To College, by Interurban?


The following article from the Light Rail now folks has some valuable lessons for those advocating for the Vancouver to Chilliwack Interurban. The following universities and colleges would be potential destinations for students: BCIT, Simon Fraser University, Kwantlen College (Cloverdale and Langley campuses), Trinity Western University, and the University of the Fraser Valley (Chilliwack Campus). Students attending these places of higher education, alone, could support a 30 minute Vancouver to Chilliwack Interurban service. Something to think about Mr. Falcon!


University Station in Denver Colorado. The Valley Interurban stations would be much smaller in scale.

Light Rail Now! NewsLog
20 March 2009

Salt Lake: One-third of campus travel via light rail

In Salt Lake City, detractors of public transportation almost always with the aim of disparaging the impact of rail transit like to contend that public transit ridership is basically irrelevant in urban areas. To argue this, they often compare the ridership of a relatively weak transit system, or a single rail system, with virtually all the street and highway traffic of a huge region, typically much of which is outside the transit service area.

In reality, public transit in major urban areas tends to be a true workhorse, carrying much of the traffic load into concentrated, highly congested areas.

An excellent case in point would seem to be one of Salt Lake City’s TRAX light rail transit (LRT) lines that serves the University of Utah. Although TRAX ridership has somewhat “leveled off” since motor fuel prices dropped from the $4.50-per-gallon levels of last fall, an article in the Salt Lake Tribune (2009/02/16) reports that approximately 45,000 travelers a week ride the LRT system  representing 33% of total travel to the campus.

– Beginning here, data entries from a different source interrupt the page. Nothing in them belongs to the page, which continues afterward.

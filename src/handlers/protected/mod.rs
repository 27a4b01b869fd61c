// handlers/protected/mod.rs - Handlers behind jwt_auth_middleware
//
// Every handler here can rely on an `AuthUser` for an activated account.

pub mod folders;
pub mod session;

pub use folders::{folder_create, folder_remove, folder_unlock, folders_list};
pub use session::whoami_get;
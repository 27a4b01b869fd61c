// handlers/public/auth/register.rs - POST /register

use axum::extract::State;
use serde::Deserialize;
use serde_json::{json, Value};

use crate::app::AppState;
use crate::middleware::{ApiResponse, ApiResult, JsonOrForm};

#[derive(Debug, Deserialize)]
pub struct RegistrationData {
    pub email: String,
    pub password: String,
}

/// POST /register - Create a pending account and send its activation email
///
/// Responds with `{"id": <user id>}`. The account cannot log in until the emailed
/// link has been opened.
pub async fn register_post(
    State(state): State<AppState>,
    JsonOrForm(body): JsonOrForm<RegistrationData>,
) -> ApiResult<Value> {
    let id = state.accounts.register(&body.email, &body.password).await?;
    Ok(ApiResponse::success(json!({ "id": id })))
}
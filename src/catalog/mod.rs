use std::path::{Path, PathBuf};
use std::thread;
use std::time::Duration;

use rusqlite::types::ValueRef;
use rusqlite::{params, Connection, ErrorCode, OpenFlags, Row};
use serde::Serialize;
use serde_json::{Map, Value};
use thiserror::Error;
use tracing::warn;

use crate::config::BridgeConfig;

/// darktable keeps the star rating in the low three bits of `images.flags`;
/// 6 marks a rejected image.
const RATING_MASK: i64 = 0x7;
const REJECTED_RATING: i64 = 6;

#[derive(Debug, Clone, PartialEq, Serialize)]
pub struct ImageSummary {
    pub id: i64,
    pub filename: String,
    pub rating: i64,
}

#[derive(Debug, Error)]
pub enum CatalogError {
    #[error("catalog database not found: {0}")]
    Missing(PathBuf),
    #[error("catalog is locked by the host (gave up after {attempts} attempts)")]
    Locked { attempts: u32 },
    #[error("only SELECT statements may run against the catalog")]
    NotReadOnly,
    #[error("sqlite error: {0}")]
    Sqlite(#[from] rusqlite::Error),
}

#[derive(Debug, Clone, Copy, PartialEq, Eq)]
pub struct RetryPolicy {
    pub attempts: u32,
    pub delay: Duration,
}

impl Default for RetryPolicy {
    fn default() -> Self {
        Self {
            attempts: 3,
            delay: Duration::from_millis(200),
        }
    }
}

/// Read-only view of the host's `library.db`. A fresh connection is opened
/// per query because darktable may hold the write lock at any moment.
#[derive(Debug, Clone)]
pub struct CatalogStore {
    db_path: PathBuf,
    retry: RetryPolicy,
}

impl CatalogStore {
    pub fn new(db_path: impl Into<PathBuf>, retry: RetryPolicy) -> Self {
        Self {
            db_path: db_path.into(),
            retry,
        }
    }

    pub fn from_config(config: &BridgeConfig) -> Self {
        Self::new(
            config.db_path.clone(),
            RetryPolicy {
                attempts: config.catalog_retry_attempts.max(1),
                delay: config.catalog_retry_delay,
            },
        )
    }

    pub fn db_path(&self) -> &Path {
        self.db_path.as_path()
    }

    pub fn list_recent_images(&self, limit: u32) -> Result<Vec<ImageSummary>, CatalogError> {
        self.with_connection(|conn| {
            let mut stmt = conn.prepare(
                "SELECT id, filename, flags FROM images ORDER BY id DESC LIMIT ?1",
            )?;
            let rows = stmt.query_map(params![limit], |row| {
                let flags: i64 = row.get::<_, Option<i64>>(2)?.unwrap_or(0);
                Ok(ImageSummary {
                    id: row.get(0)?,
                    filename: row.get::<_, Option<String>>(1)?.unwrap_or_default(),
                    rating: rating_from_flags(flags),
                })
            })?;
            rows.collect()
        })
    }

    pub fn image_details(&self, img_id: i64) -> Result<Option<Map<String, Value>>, CatalogError> {
        let rows = self.select_rows("SELECT * FROM images WHERE id = ?1 LIMIT 1", &[&img_id])?;
        Ok(rows.into_iter().next())
    }

    /// Runs an arbitrary `SELECT` (or `WITH ... SELECT`) and returns rows as
    /// JSON objects.
    pub fn select_rows(
        &self,
        sql: &str,
        params: &[&dyn rusqlite::ToSql],
    ) -> Result<Vec<Map<String, Value>>, CatalogError> {
        if !is_select_only(sql) {
            return Err(CatalogError::NotReadOnly);
        }
        self.with_connection(|conn| {
            let mut stmt = conn.prepare(sql)?;
            if !stmt.readonly() {
                return Err(rusqlite::Error::InvalidQuery);
            }
            let columns = column_names(&stmt);
            let rows = stmt.query_map(params, |row| row_to_json(row, columns.as_slice()))?;
            rows.collect()
        })
    }

    fn with_connection<T, F>(&self, func: F) -> Result<T, CatalogError>
    where
        F: Fn(&Connection) -> Result<T, rusqlite::Error>,
    {
        if !self.db_path.is_file() {
            return Err(CatalogError::Missing(self.db_path.clone()));
        }
        let attempts = self.retry.attempts.max(1);
        for attempt in 1..=attempts {
            let result = Connection::open_with_flags(
                self.db_path.as_path(),
                OpenFlags::SQLITE_OPEN_READ_ONLY | OpenFlags::SQLITE_OPEN_NO_MUTEX,
            )
            .and_then(|conn| {
                // Contention is handled by the retry loop below, not by
                // sqlite's own busy handler.
                conn.busy_timeout(Duration::ZERO)?;
                func(&conn)
            });
            match result {
                Ok(value) => return Ok(value),
                Err(err) if is_lock_contention(&err) => {
                    warn!(attempt, attempts, error = %err, "catalog locked, retrying");
                    if attempt < attempts {
                        thread::sleep(self.retry.delay);
                    }
                }
                Err(err) => return Err(CatalogError::Sqlite(err)),
            }
        }
        Err(CatalogError::Locked { attempts })
    }
}

pub fn rating_from_flags(flags: i64) -> i64 {
    match flags & RATING_MASK {
        REJECTED_RATING => -1,
        stars => stars.min(5),
    }
}

fn is_lock_contention(err: &rusqlite::Error) -> bool {
    matches!(
        err,
        rusqlite::Error::SqliteFailure(e, _)
            if matches!(e.code, ErrorCode::DatabaseBusy | ErrorCode::DatabaseLocked)
    )
}

fn is_select_only(sql: &str) -> bool {
    let lowered = sql.trim_start().to_ascii_lowercase();
    lowered.starts_with("select") || lowered.starts_with("with")
}

fn column_names(stmt: &rusqlite::Statement<'_>) -> Vec<String> {
    stmt.column_names()
        .into_iter()
        .map(str::to_string)
        .collect()
}

fn row_to_json(row: &Row<'_>, columns: &[String]) -> Result<Map<String, Value>, rusqlite::Error> {
    let mut out = Map::new();
    for (idx, name) in columns.iter().enumerate() {
        let value = match row.get_ref(idx)? {
            ValueRef::Null => Value::Null,
            ValueRef::Integer(v) => Value::from(v),
            ValueRef::Real(v) => Value::from(v),
            ValueRef::Text(bytes) => Value::String(String::from_utf8_lossy(bytes).to_string()),
            ValueRef::Blob(bytes) => Value::String(format!("<blob {} bytes>", bytes.len())),
        };
        out.insert(name.clone(), value);
    }
    Ok(out)
}
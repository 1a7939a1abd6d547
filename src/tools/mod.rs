//! Tool registry shared by the stdio surface and the GUI request queue.

mod catalog_tools;
mod cloud;
mod host_tools;
mod vision;

use std::any::Any;
use std::collections::BTreeMap;
use std::panic::{catch_unwind, AssertUnwindSafe};
use std::path::PathBuf;

use serde_json::{json, Map, Value};
use thiserror::Error;
use tracing::{error, info};

use crate::analysis::SharedImageAnalyzer;
use crate::catalog::CatalogError;
use crate::catalog::CatalogStore;
use crate::host::{HostClient, HostError, SelectionItem};
use crate::upload::SharedUploader;

pub use vision::{rank_for_cull, CullDecision, DISCARD_LABEL, KEEP_LABEL};

#[derive(Debug, Error)]
pub enum ToolError {
    #[error("Unknown tool: {0}")]
    UnknownTool(String),
    #[error("Missing or invalid argument '{name}': expected {expected}")]
    InvalidArgument { name: String, expected: &'static str },
    #[error("{0}")]
    Aborted(String),
    #[error(transparent)]
    Host(#[from] HostError),
    #[error(transparent)]
    Catalog(#[from] CatalogError),
    #[error("tool '{tool}' panicked: {message}")]
    Panicked { tool: String, message: String },
}

/// Collaborators every handler may use. Built once per process.
#[derive(Clone)]
pub struct ToolContext {
    pub host: HostClient,
    pub catalog: CatalogStore,
    pub analyzer: SharedImageAnalyzer,
    pub uploader: SharedUploader,
    pub default_remote: String,
    pub style_dir: PathBuf,
}

pub type ToolHandler = fn(&ToolContext, &Map<String, Value>) -> Result<String, ToolError>;

#[derive(Debug, Clone, Copy, PartialEq, Eq)]
pub enum ParamKind {
    Integer,
    String,
}

impl ParamKind {
    fn as_str(self) -> &'static str {
        match self {
            Self::Integer => "integer",
            Self::String => "string",
        }
    }
}

#[derive(Debug, Clone, Copy)]
pub struct ToolParam {
    pub name: &'static str,
    pub kind: ParamKind,
    pub description: &'static str,
    pub required: bool,
}

#[derive(Clone, Copy)]
pub struct ToolSpec {
    pub name: &'static str,
    pub description: &'static str,
    pub params: &'static [ToolParam],
    pub handler: ToolHandler,
}

impl ToolSpec {
    pub fn input_schema(&self) -> Value {
        let properties = self
            .params
            .iter()
            .map(|param| {
                (
                    param.name.to_string(),
                    json!({"type": param.kind.as_str(), "description": param.description}),
                )
            })
            .collect::<Map<String, Value>>();
        let required = self
            .params
            .iter()
            .filter(|param| param.required)
            .map(|param| param.name)
            .collect::<Vec<_>>();
        json!({"type": "object", "properties": properties, "required": required})
    }
}

#[derive(Clone, Default)]
pub struct ToolRegistry {
    tools: BTreeMap<&'static str, ToolSpec>,
}

impl ToolRegistry {
    pub fn standard() -> Self {
        let mut registry = Self::default();
        for spec in catalog_tools::SPECS
            .iter()
            .chain(host_tools::SPECS)
            .chain(vision::SPECS)
            .chain(cloud::SPECS)
        {
            registry.register(*spec);
        }
        registry
    }

    pub fn register(&mut self, spec: ToolSpec) {
        self.tools.insert(spec.name, spec);
    }

    pub fn get(&self, name: &str) -> Option<&ToolSpec> {
        self.tools.get(name)
    }

    pub fn contains(&self, name: &str) -> bool {
        self.tools.contains_key(name)
    }

    pub fn names(&self) -> Vec<&'static str> {
        self.tools.keys().copied().collect()
    }

    pub fn specs(&self) -> impl Iterator<Item = &ToolSpec> {
        self.tools.values()
    }
}

/// Registry plus context: what callers actually invoke.
#[derive(Clone)]
pub struct Dispatcher {
    registry: ToolRegistry,
    context: ToolContext,
}

impl Dispatcher {
    pub fn new(registry: ToolRegistry, context: ToolContext) -> Self {
        Self { registry, context }
    }

    pub fn registry(&self) -> &ToolRegistry {
        &self.registry
    }

    pub fn context(&self) -> &ToolContext {
        &self.context
    }

    /// Runs a tool by name. A panicking handler is reported as
    /// `ToolError::Panicked` rather than unwinding into the caller.
    pub fn invoke(&self, name: &str, args: &Map<String, Value>) -> Result<String, ToolError> {
        let Some(spec) = self.registry.get(name) else {
            return Err(ToolError::UnknownTool(name.to_string()));
        };
        info!(tool = name, "invoking tool");
        match catch_unwind(AssertUnwindSafe(|| (spec.handler)(&self.context, args))) {
            Ok(result) => result,
            Err(payload) => {
                let message = panic_message(payload.as_ref());
                error!(tool = name, message = %message, "tool handler panicked");
                Err(ToolError::Panicked {
                    tool: name.to_string(),
                    message,
                })
            }
        }
    }
}

pub fn panic_message(payload: &(dyn Any + Send)) -> String {
    if let Some(message) = payload.downcast_ref::<&str>() {
        return message.to_string();
    }
    if let Some(message) = payload.downcast_ref::<String>() {
        return message.clone();
    }
    String::from("unknown panic")
}

pub(crate) fn arg_i64(args: &Map<String, Value>, name: &str) -> Result<i64, ToolError> {
    let invalid = || ToolError::InvalidArgument {
        name: name.to_string(),
        expected: "an integer",
    };
    match args.get(name) {
        Some(Value::Number(n)) => n.as_i64().ok_or_else(invalid),
        // GUI requests built from Lua widgets often stringify numbers.
        Some(Value::String(s)) => s.trim().parse::<i64>().map_err(|_| invalid()),
        _ => Err(invalid()),
    }
}

pub(crate) fn arg_str<'a>(args: &'a Map<String, Value>, name: &str) -> Result<&'a str, ToolError> {
    args.get(name)
        .and_then(Value::as_str)
        .ok_or_else(|| ToolError::InvalidArgument {
            name: name.to_string(),
            expected: "a string",
        })
}

pub(crate) fn opt_str<'a>(args: &'a Map<String, Value>, name: &str) -> Option<&'a str> {
    args.get(name)
        .and_then(Value::as_str)
        .map(str::trim)
        .filter(|v| !v.is_empty())
}

/// Fetches the host selection and enforces a minimum size. Any failure
/// aborts the tool before per-item work starts.
pub(crate) fn require_selection(
    ctx: &ToolContext,
    min_items: usize,
) -> Result<Vec<SelectionItem>, ToolError> {
    let items = ctx
        .host
        .get_selection()
        .map_err(|e| ToolError::Aborted(format!("Failed to get selection: {e}")))?;
    if items.is_empty() {
        return Err(ToolError::Aborted(String::from("No images selected.")));
    }
    if items.len() < min_items {
        return Err(ToolError::Aborted(format!(
            "Select at least {min_items} images (got {}).",
            items.len()
        )));
    }
    Ok(items)
}

/// Runs one per-item step, folding panics into the error string so a single
/// bad file never takes the batch down.
pub(crate) fn guard_item<T, E, F>(work: F) -> Result<T, String>
where
    F: FnOnce() -> Result<T, E>,
    E: std::fmt::Display,
{
    match catch_unwind(AssertUnwindSafe(work)) {
        Ok(Ok(value)) => Ok(value),
        Ok(Err(err)) => Err(err.to_string()),
        Err(payload) => Err(format!("panicked: {}", panic_message(payload.as_ref()))),
    }
}

pub(crate) fn render_data(data: Option<Value>) -> String {
    let body = json!({"status": "ok", "data": data.unwrap_or(Value::Null)});
    serde_json::to_string(&body).unwrap_or_else(|_| String::from(r#"{"status":"ok"}"#))
}
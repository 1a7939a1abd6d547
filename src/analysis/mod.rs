pub mod dtstyle;

use std::fs;
use std::path::{Path, PathBuf};
use std::sync::Arc;

use image::{DynamicImage, GenericImageView, GrayImage, Luma};
use thiserror::Error;
use tracing::warn;

use crate::runner::{CommandRunner, CommandSpec, RunnerError, StdCommandRunner};

pub const AUTOTAG: &str = "Autotagged";
const LOW_LIGHT_THRESHOLD: f64 = 40.0;
const HIGH_KEY_THRESHOLD: f64 = 200.0;
const EXPOSURE_TARGET: f64 = 0.45;
const EXPOSURE_LIMIT_EV: f64 = 3.0;

#[derive(Debug, Error)]
pub enum AnalysisError {
    #[error("File not found: {0}")]
    NotFound(PathBuf),
    #[error("failed to decode '{path}': {message}")]
    Decode { path: PathBuf, message: String },
    #[error("failed to write '{path}': {message}")]
    Write { path: PathBuf, message: String },
    #[error("Interactive editor not configured")]
    EditorUnavailable,
    #[error("Edit cancelled")]
    Cancelled,
    #[error("Editor failed: {0}")]
    EditorFailed(String),
    #[error(transparent)]
    Runner(#[from] RunnerError),
}

#[derive(Debug, Clone, PartialEq, Eq)]
pub struct ProducedFile {
    pub path: PathBuf,
    pub status: String,
}

/// Image heuristics consumed by the selection tools. Every method reports
/// failure through its `Result`; callers turn that into a per-item line.
pub trait ImageAnalyzer: Send + Sync + 'static {
    fn sharpness(&self, path: &Path) -> Result<f64, AnalysisError>;
    fn classify(&self, path: &Path) -> Result<Vec<String>, AnalysisError>;
    fn generate_mask(&self, path: &Path) -> Result<ProducedFile, AnalysisError>;
    fn analyze_exposure(&self, path: &Path) -> Result<f64, AnalysisError>;
    /// Blocks until the user finishes or abandons the edit.
    fn inpaint(&self, path: &Path) -> Result<ProducedFile, AnalysisError>;
}

pub type SharedImageAnalyzer = Arc<dyn ImageAnalyzer>;

#[derive(Debug, Clone)]
pub struct NativeImageAnalyzer<R> {
    runner: R,
    editor_command: Option<String>,
}

impl NativeImageAnalyzer<StdCommandRunner> {
    pub fn with_editor(editor_command: Option<String>) -> Self {
        Self::new(StdCommandRunner, editor_command)
    }
}

impl<R> NativeImageAnalyzer<R>
where
    R: CommandRunner,
{
    pub fn new(runner: R, editor_command: Option<String>) -> Self {
        Self {
            runner,
            editor_command,
        }
    }
}

impl<R> ImageAnalyzer for NativeImageAnalyzer<R>
where
    R: CommandRunner,
{
    fn sharpness(&self, path: &Path) -> Result<f64, AnalysisError> {
        if !path.exists() {
            return Ok(0.0);
        }
        match image::open(path) {
            Ok(img) => Ok(laplacian_variance(&img.to_luma8())),
            Err(err) => {
                // Detailed images tend to compress worse; the byte size is a
                // usable ranking signal when the codec is unsupported.
                warn!(path = %path.display(), error = %err, "sharpness falls back to file size");
                Ok(fs::metadata(path).map(|m| m.len() as f64).unwrap_or(0.0))
            }
        }
    }

    fn classify(&self, path: &Path) -> Result<Vec<String>, AnalysisError> {
        let mut tags = vec![String::from(AUTOTAG)];
        if !path.exists() {
            return Ok(tags);
        }
        let img = match image::open(path) {
            Ok(img) => img,
            Err(err) => {
                warn!(path = %path.display(), error = %err, "classification skipped undecodable image");
                return Ok(tags);
            }
        };
        let brightness = mean_value_channel(&img);
        if brightness < LOW_LIGHT_THRESHOLD {
            tags.push(String::from("Low Light"));
        }
        if brightness > HIGH_KEY_THRESHOLD {
            tags.push(String::from("High Key"));
        }
        let (width, height) = img.dimensions();
        tags.push(String::from(orientation_tag(width, height)));
        Ok(tags)
    }

    fn generate_mask(&self, path: &Path) -> Result<ProducedFile, AnalysisError> {
        if !path.exists() {
            return Err(AnalysisError::NotFound(path.to_path_buf()));
        }
        let img = open_image(path)?;
        let (width, height) = img.dimensions();
        let mask = center_circle_mask(width, height);
        let mask_path = sibling_with_suffix(path, "_mask", "png");
        mask.save(mask_path.as_path())
            .map_err(|e| AnalysisError::Write {
                path: mask_path.clone(),
                message: e.to_string(),
            })?;
        Ok(ProducedFile {
            path: mask_path,
            status: String::from("Mask generated (Fallback: Center Circle)"),
        })
    }

    fn analyze_exposure(&self, path: &Path) -> Result<f64, AnalysisError> {
        if !path.exists() {
            return Ok(0.0);
        }
        let gray = open_image(path)?.to_luma8();
        let count = u64::from(gray.width()) * u64::from(gray.height());
        if count == 0 {
            return Ok(0.0);
        }
        let sum = gray.pixels().map(|p| f64::from(p.0[0])).sum::<f64>();
        Ok(exposure_bias(sum / count as f64 / 255.0))
    }

    fn inpaint(&self, path: &Path) -> Result<ProducedFile, AnalysisError> {
        let Some(editor) = self.editor_command.as_deref() else {
            return Err(AnalysisError::EditorUnavailable);
        };
        if !path.exists() {
            return Err(AnalysisError::NotFound(path.to_path_buf()));
        }
        let mut parts = editor.split_whitespace().map(str::to_string);
        let program = parts.next().ok_or(AnalysisError::EditorUnavailable)?;
        let out_path = sibling_with_suffix(path, "_inpainted", "jpg");
        let mut args = parts.collect::<Vec<_>>();
        args.push(path.to_string_lossy().to_string());
        args.push(out_path.to_string_lossy().to_string());

        let mut spec = CommandSpec::new(program, args);
        if let Some(parent) = path.parent() {
            spec = spec.in_dir(parent);
        }
        let output = self.runner.run(&spec)?;
        if !output.success() {
            return Err(AnalysisError::EditorFailed(output.stderr.trim().to_string()));
        }
        if !out_path.is_file() {
            return Err(AnalysisError::Cancelled);
        }
        Ok(ProducedFile {
            path: out_path,
            status: String::from("Inpainting successful"),
        })
    }
}

fn open_image(path: &Path) -> Result<DynamicImage, AnalysisError> {
    image::open(path).map_err(|e| AnalysisError::Decode {
        path: path.to_path_buf(),
        message: e.to_string(),
    })
}

/// Variance of the 4-neighbour Laplacian; higher means more in-focus detail.
pub fn laplacian_variance(gray: &GrayImage) -> f64 {
    let (width, height) = gray.dimensions();
    if width < 3 || height < 3 {
        return 0.0;
    }
    let at = |x: u32, y: u32| f64::from(gray.get_pixel(x, y).0[0]);
    let mut sum = 0.0_f64;
    let mut sum_sq = 0.0_f64;
    let mut count = 0_u64;
    for y in 1..height - 1 {
        for x in 1..width - 1 {
            let lap = at(x - 1, y) + at(x + 1, y) + at(x, y - 1) + at(x, y + 1) - 4.0 * at(x, y);
            sum += lap;
            sum_sq += lap * lap;
            count += 1;
        }
    }
    let mean = sum / count as f64;
    (sum_sq / count as f64 - mean * mean).max(0.0)
}

/// Mean of the HSV value channel (max of R, G, B) on a 0-255 scale.
fn mean_value_channel(img: &DynamicImage) -> f64 {
    let rgb = img.to_rgb8();
    let mut total = 0.0_f64;
    let mut count = 0_u64;
    for pixel in rgb.pixels() {
        let [r, g, b] = pixel.0;
        total += f64::from(r.max(g).max(b));
        count += 1;
    }
    if count == 0 {
        return 0.0;
    }
    total / count as f64
}

pub fn orientation_tag(width: u32, height: u32) -> &'static str {
    match width.cmp(&height) {
        std::cmp::Ordering::Greater => "Landscape",
        std::cmp::Ordering::Less => "Portrait",
        std::cmp::Ordering::Equal => "Square",
    }
}

/// EV shift that maps the mean brightness onto the target, clamped to +-3.
pub fn exposure_bias(mean_brightness: f64) -> f64 {
    let mean = mean_brightness.max(0.001);
    (EXPOSURE_TARGET / mean)
        .log2()
        .clamp(-EXPOSURE_LIMIT_EV, EXPOSURE_LIMIT_EV)
}

fn center_circle_mask(width: u32, height: u32) -> GrayImage {
    let cx = i64::from(width / 2);
    let cy = i64::from(height / 2);
    let radius = i64::from(width.min(height) / 3);
    GrayImage::from_fn(width, height, |x, y| {
        let dx = i64::from(x) - cx;
        let dy = i64::from(y) - cy;
        if dx * dx + dy * dy <= radius * radius {
            Luma([255])
        } else {
            Luma([0])
        }
    })
}

/// `/a/b/photo.jpg` + `_mask`, `png` -> `/a/b/photo_mask.png`.
pub fn sibling_with_suffix(path: &Path, suffix: &str, extension: &str) -> PathBuf {
    let stem = path
        .file_stem()
        .map(|s| s.to_string_lossy().to_string())
        .unwrap_or_else(|| String::from("image"));
    path.with_file_name(format!("{stem}{suffix}.{extension}"))
}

That means that even with the cost of using a car lower, and ridership down fully one-third of trips to the campus are handled by the Utah Transit Authority’s light rail service. That’s a relatively huge number of trips that would otherwise mean more private motor vehicles clogging streets and highways, and contending with one another for scarce parking … and a lot less pressure on the university administration to devote valuable real estate to providing more parking facilities.

So much for the “irrelevance” of rail transit at least in Salt Lake City.